Теряя терпение, он опустился по буйрепу вниз, по никого не нащупав, вновь не спеша всплыл. Глубина сравнительно была небольшой: метров двадцать.
"Что предпринять?
– стал размышлять торпедист.
– Обратно в лодку мне не вернуться, слишком тесна труба. С трудом пробрался на волю. Второй раз может не повезти, - забью проход. Тогда никто не выйдет".
Неожиданно он почувствовал живое подергивание буйрепа и тяжесть на нем. Кто - то с небольшими перерывами поднимается. "Наконец - то!" - обрадовался торпедист.
Мазнин вылетел на поверхность, сорвал маску и открытым ртом стал хватать воздух. Волна хлестнула ему в лицо. Краснофлотец захлебнулся и, теряя сознание, взмахнул руками...
Видя, что товарищ тонет, Никитин кинулся ему на помощь. Он сумел схватить его за волосы уже под водой. Ничего не соображавший Мазнин цеплялся руками, мешал плыть. С трудом удалось подтянуть его к бую. У буя Мазнина вырвало. Он опять стал дышать открытым ртом и постепенно пришел в себя.
– Почему один всплыл?
– строго спросил Никишин. Мазнин, объяснив, почему не хочет покидать отсек Зиновьев, попросил:
– Ты старший, имеешь право приказывать. Со мной они не считаются, а тебе подчинятся, вот увидишь.
– Мне туда дороги нет, кость больно широкая, - с сожалением сказал Никишин.
– Ты сможешь один удержаться на буе?
– Смогу, - ответил Мазнин.
– Тогда оставайся здесь, а я поплыву к острову. Авось удастся лодку раздобыть. Только ты не падай духом. Жди, я обязательно вернусь.
Никишин уплыл, а Мазнин, держась за буй, стал осматриваться. Уже начинало светать. Всюду поблескивали пятна растекавшегося соляра. Со дна то и дело поднимались пузырьки.
"Воздух выходит, - понял краснофлотец.
– Не из седьмого ли отсека? Хоть бы Зиновьева спасти".
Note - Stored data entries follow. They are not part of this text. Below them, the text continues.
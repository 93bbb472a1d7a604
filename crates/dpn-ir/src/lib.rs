#![doc = include_str!("../README.md")]

//! Data Petri net model.
//!
//! This crate defines places, transitions and arcs, typed data variables,
//! markings with `ω`, guard formulas over read/write-tagged variable
//! instances, the textual guard syntax and the JSON net loader.

pub mod formula;
pub mod formula_text;
pub mod loader;
pub mod marking;
pub mod net;
#[cfg(any(test, feature = "proptest"))]
pub mod proptest_generators;
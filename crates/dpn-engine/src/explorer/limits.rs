//! Deadline and state-count limits for a single exploration session.

use std::time::{Duration, Instant};

use super::state_space::AbortReason;

#[derive(Debug, Clone, Copy)]
pub(crate) struct Limits {
    max_states: usize,
    timeout_secs: u64,
    deadline: Option<Instant>,
}

impl Limits {
    /// `0` disables the respective limit.
    pub(crate) fn start(max_states: usize, timeout_secs: u64) -> Self {
        Self {
            max_states,
            timeout_secs,
            deadline: deadline_from_timeout_secs(timeout_secs),
        }
    }

    pub(crate) fn check(&self, states: usize) -> Option<AbortReason> {
        if self.max_states > 0 && states > self.max_states {
            return Some(AbortReason::StateLimit {
                limit: self.max_states,
            });
        }
        if deadline_exceeded(self.deadline) {
            return Some(AbortReason::Timeout {
                secs: self.timeout_secs,
            });
        }
        None
    }
}

pub(crate) fn deadline_exceeded(deadline: Option<Instant>) -> bool {
    match deadline {
        Some(deadline) => Instant::now() >= deadline,
        None => false,
    }
}

fn timeout_duration(timeout_secs: u64) -> Option<Duration> {
    if timeout_secs == 0 {
        None
    } else {
        Some(Duration::from_secs(timeout_secs))
    }
}

pub(crate) fn deadline_from_timeout_secs(timeout_secs: u64) -> Option<Instant> {
    timeout_duration(timeout_secs).and_then(|t| Instant::now().checked_add(t))
}
//! Periodic maintenance: reset stale streaks and remind at-risk ones.

use chrono::{DateTime, Duration, SubsecRound, Utc};
use tethered_api::db::{reminders, streaks};
use tethered_core::streak::{GRACE_WINDOW_HOURS, REMINDER_AFTER_HOURS};
use tethered_core::time::{format_day, format_ts};
use tethered_core::{ConnectionEvent, DayClock, Error, EventHub, Result};

use crate::db::{Db, sq_execute, sq_query_map};

/// A live streak inside the warning window.
#[derive(Debug, Clone, PartialEq, Eq)]
pub struct AtRisk {
    pub connection_id: String,
    pub current_streak_days: u32,
}

#[derive(Debug, Clone)]
pub struct SweepReport {
    /// Connections whose streak was zeroed by this run.
    pub reset_connections: Vec<String>,
    /// Reminders newly recorded by this run.
    pub reminders: Vec<AtRisk>,
    pub ran_at: DateTime<Utc>,
}

/// Finds streaks 36 to 48 hours idle and records one reminder per
/// connection per day.
#[derive(Clone)]
pub struct ReminderEmitter {
    db: Db,
    clock: DayClock,
    events: EventHub,
}

impl ReminderEmitter {
    pub fn new(db: Db) -> Self {
        Self {
            db,
            clock: DayClock::utc(),
            events: EventHub::new(),
        }
    }

    pub fn with_clock(mut self, clock: DayClock) -> Self {
        self.clock = clock;
        self
    }

    pub fn with_events(mut self, events: EventHub) -> Self {
        self.events = events;
        self
    }

    /// Pure query: live streaks with `36h <= now - last_interaction < 48h`.
    pub fn find_at_risk(&self, now: DateTime<Utc>) -> Result<Vec<AtRisk>> {
        let now = now.trunc_subsecs(0);
        let stale_cutoff = format_ts(now - Duration::hours(GRACE_WINDOW_HOURS));
        let warn_cutoff = format_ts(now - Duration::hours(REMINDER_AFTER_HOURS));
        sq_query_map(
            &self.db.conn(),
            streaks::at_risk(&stale_cutoff, &warn_cutoff),
            |row| {
                let days: i64 = row.get(1)?;
                Ok(AtRisk {
                    connection_id: row.get(0)?,
                    current_streak_days: u32::try_from(days).unwrap_or(u32::MAX),
                })
            },
        )
        .map_err(Error::store("find at-risk streaks"))
    }

    /// Record reminders for every at-risk streak not yet reminded today.
    /// Returns only the newly recorded ones.
    pub fn emit(&self, now: DateTime<Utc>) -> Result<Vec<AtRisk>> {
        let now = now.trunc_subsecs(0);
        let at_risk = self.find_at_risk(now)?;
        let today = format_day(self.clock.today(now));
        let now_ts = format_ts(now);

        let sent = self.db.write(|tx| {
            let mut sent = Vec::new();
            for candidate in at_risk {
                let inserted = sq_execute(
                    tx,
                    reminders::insert_once(
                        &candidate.connection_id,
                        &today,
                        i64::from(candidate.current_streak_days),
                        &now_ts,
                    ),
                )
                .map_err(Error::store("insert reminder"))?;
                if inserted == 1 {
                    sent.push(candidate);
                }
            }
            Ok(sent)
        })?;

        for reminder in &sent {
            self.events.publish(&ConnectionEvent::ReminderDue {
                connection_id: reminder.connection_id.clone(),
                current_streak_days: reminder.current_streak_days,
            });
        }
        Ok(sent)
    }
}

/// Zeroes streaks that nobody kept alive, with no caller in the loop.
#[derive(Clone)]
pub struct StreakSweeper {
    db: Db,
    events: EventHub,
    reminders: ReminderEmitter,
}

impl StreakSweeper {
    pub fn new(db: Db) -> Self {
        Self {
            reminders: ReminderEmitter::new(db.clone()),
            db,
            events: EventHub::new(),
        }
    }

    pub fn with_clock(mut self, clock: DayClock) -> Self {
        self.reminders = self.reminders.with_clock(clock);
        self
    }

    pub fn with_events(mut self, events: EventHub) -> Self {
        self.reminders = self.reminders.with_events(events.clone());
        self.events = events;
        self
    }

    /// Reset every live streak idle for at least 48 hours. A single
    /// conditional statement, so repeated or overlapping runs are no-ops
    /// and a streak refreshed by a concurrent interaction is never matched.
    pub fn reset_stale(&self, now: DateTime<Utc>) -> Result<Vec<String>> {
        let now = now.trunc_subsecs(0);
        let cutoff = format_ts(now - Duration::hours(GRACE_WINDOW_HOURS));
        let reset = sq_query_map(
            &self.db.conn(),
            streaks::reset_stale(&cutoff, &format_ts(now)),
            |row| Ok((row.get::<_, String>(0)?, row.get::<_, i64>(1)?)),
        )
        .map_err(Error::store("reset stale streaks"))?;

        let mut ids = Vec::with_capacity(reset.len());
        for (connection_id, longest) in reset {
            self.events.publish(&ConnectionEvent::StreakReset {
                connection_id: connection_id.clone(),
                longest_streak_days: u32::try_from(longest).unwrap_or(u32::MAX),
            });
            ids.push(connection_id);
        }
        ids.sort_unstable();
        Ok(ids)
    }

    /// One full maintenance pass: resets first, then reminders.
    pub fn sweep(&self, now: DateTime<Utc>) -> Result<SweepReport> {
        let now = now.trunc_subsecs(0);
        let reset_connections = self.reset_stale(now)?;
        let reminders = self.reminders.emit(now)?;
        tracing::info!(
            streaks_reset = reset_connections.len(),
            reminders_sent = reminders.len(),
            "streak sweep complete"
        );
        Ok(SweepReport {
            reset_connections,
            reminders,
            ran_at: now,
        })
    }
}
mod config;
mod error;
mod prompt_client;
mod routes;
mod scheduler;
mod state;

use axum::{
    Router,
    extract::DefaultBodyLimit,
    routing::{delete, get, post, put},
};
use tower_http::cors::{Any, CorsLayer};
use tower_http::services::ServeDir;
use tower_http::trace::TraceLayer;

use config::AppConfig;
pub use state::AppState;
use tethered_store::{Db, StoreConfig};

fn build_router(state: AppState, blobs_dir: std::path::PathBuf) -> Router {
    let api = Router::new()
        // Health
        .route("/health", get(routes::health::health))
        // Users
        .route("/register", post(routes::auth::register))
        .route(
            "/me",
            get(routes::auth::me).patch(routes::auth::update_me),
        )
        .route("/me/avatar", put(routes::auth::upload_avatar))
        .layer(DefaultBodyLimit::max(routes::auth::MAX_AVATAR_BYTES + 1024))
        // Invite codes
        .route("/invite-codes", post(routes::invites::request_code))
        .route("/invite-codes/{code}", get(routes::invites::verify_code))
        .route(
            "/invite-codes/{code}/redeem",
            post(routes::invites::redeem_code),
        )
        // Connection
        .route("/connection", get(routes::connection::get_connection))
        .route("/connection/partner", get(routes::connection::get_partner))
        .route("/connection/streak", get(routes::connection::get_streak))
        .route(
            "/connection/interactions",
            post(routes::connection::record_interaction)
                .get(routes::connection::list_interactions),
        )
        .route("/connection/events", get(routes::connection::events))
        .route("/connection/{id}", delete(routes::connection::disconnect))
        // Prompts
        .route("/prompts/today", get(routes::prompts::today))
        // Cron
        .route("/cron/sweep-streaks", post(routes::cron::sweep_streaks));

    Router::new()
        .nest("/api", api)
        .nest_service("/blobs", ServeDir::new(blobs_dir))
        .layer(TraceLayer::new_for_http())
        .layer(
            CorsLayer::new()
                .allow_origin(Any)
                .allow_methods(Any)
                .allow_headers(Any),
        )
        .with_state(state)
}

#[tokio::main]
async fn main() -> anyhow::Result<()> {
    // Initialize tracing
    tracing_subscriber::fmt()
        .with_env_filter(
            tracing_subscriber::EnvFilter::try_from_default_env().unwrap_or_else(|_| {
                "tethered_server=info,tethered_store=info,tower_http=info".into()
            }),
        )
        .init();

    let config = AppConfig::from_env();
    tracing::info!("data directory: {}", config.data_dir.display());
    if config.cron_secret.is_empty() {
        tracing::warn!("CRON_SECRET not set; /api/cron/sweep-streaks will reject every call");
    }
    if config.prompt.api_key.is_empty() {
        tracing::warn!("PROMPT_API_KEY not set; daily prompts will use the fallback");
    }

    let db = Db::open(&StoreConfig::new(&config.data_dir))?;
    tracing::info!("database initialized");

    let blobs_dir = db.blobs_dir();
    let port = config.port;
    let base_url = config.base_url.clone();
    let sweep_interval = config.sweep_interval_secs;
    let state = AppState::builder(config).db(db).build()?;

    let (shutdown_tx, shutdown_rx) = tokio::sync::watch::channel(false);
    let sweeper = tokio::spawn(scheduler::run_sweeper(
        state.sweeper.clone(),
        sweep_interval,
        shutdown_rx,
    ));

    let app = build_router(state, blobs_dir);

    tracing::info!("starting server at {base_url}");
    let listener = tokio::net::TcpListener::bind(format!("0.0.0.0:{port}")).await?;
    axum::serve(listener, app)
        .with_graceful_shutdown(async {
            if let Err(e) = tokio::signal::ctrl_c().await {
                tracing::error!("listening for shutdown signal: {e}");
            }
            tracing::info!("shutting down");
        })
        .await?;

    let _ = shutdown_tx.send(true);
    let _ = sweeper.await;
    Ok(())
}

#[cfg(test)]
mod tests {
    use super::*;
    use axum::http::StatusCode;
    use state::test_support::TestApp;

    async fn spawn(app: &TestApp) -> String {
        let router = build_router(app.state.clone(), app._dir.path().join("blobs"));
        let listener = tokio::net::TcpListener::bind("127.0.0.1:0").await.unwrap();
        let addr = listener.local_addr().unwrap();
        tokio::spawn(async move { axum::serve(listener, router).await });
        format!("http://{addr}")
    }

    #[tokio::test]
    async fn health_is_public() {
        let app = TestApp::new();
        let base = spawn(&app).await;
        let resp = reqwest::get(format!("{base}/api/health")).await.unwrap();
        assert_eq!(resp.status(), StatusCode::OK);
    }

    #[tokio::test]
    async fn connection_routes_require_auth() {
        let app = TestApp::new();
        let base = spawn(&app).await;
        let resp = reqwest::get(format!("{base}/api/connection")).await.unwrap();
        assert_eq!(resp.status(), StatusCode::UNAUTHORIZED);
        let body: tethered_api::ApiError = resp.json().await.unwrap();
        assert_eq!(body.code, "unauthorized");
    }

    #[tokio::test]
    async fn register_then_fetch_connection() {
        let app = TestApp::new();
        let base = spawn(&app).await;
        let client = reqwest::Client::new();
        let reg: tethered_api::RegisterResponse = client
            .post(format!("{base}/api/register"))
            .json(&serde_json::json!({ "name": "Mina", "role": "student" }))
            .send()
            .await
            .unwrap()
            .json()
            .await
            .unwrap();
        let resp = client
            .get(format!("{base}/api/connection"))
            .bearer_auth(&reg.api_key)
            .send()
            .await
            .unwrap();
        assert_eq!(resp.status(), StatusCode::OK);
        let body: serde_json::Value = resp.json().await.unwrap();
        assert!(body.is_null());
    }
}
А Зиновьев тем временем, поддерживая электрика, чтобы тот не утонул, продолжал упрашивать друга покинуть отсек. А Мареев, словно не слыша его, выкрикивал бессвязные фразы.
Аварийная лампочка погасла, стало темно, точно они оба очутились в могиле. Воздух был сперт. Дышать становилось все труднее и труднее. Зиновьев добрался до аптечки, на ощупь вытащил нашатырный спирт, сам понюхал и приставил пузырек к носу товарища.
– Последний раз спрашиваю: пойдешь ты или нет?
– выкрикнул он.
– Пойду, - словно придя в себя, вдруг негромко ответил электрик. Только ты первым.
Спорить уже не было сил. Да и требовалось спешить. Зиновьев помог Марееву натянуть маску и включиться в спасательный прибор. Затем это же проделал сам.
Надавив на плечи электрика, чтобы тот присел, он подтянул его к торпедному аппарату, желая втолкнуть в трубу. Но Мареев уперся руками и ногами. Пришлось бросить эту затею и выходить первому.
Попрощавшись с другом, Зиновьев с трудом выбрался из трубы и, держась за буйреп, обессиленным посидел некоторое время на стальном корпусе корабля. Длительное кислородное голодание сказалось: на несколько секунд он потерял сознание.
Придя в себя, Зиновьев понял, что наступило утро, так как вверху было светлей, чем на дне. Мареева он нигде не видел.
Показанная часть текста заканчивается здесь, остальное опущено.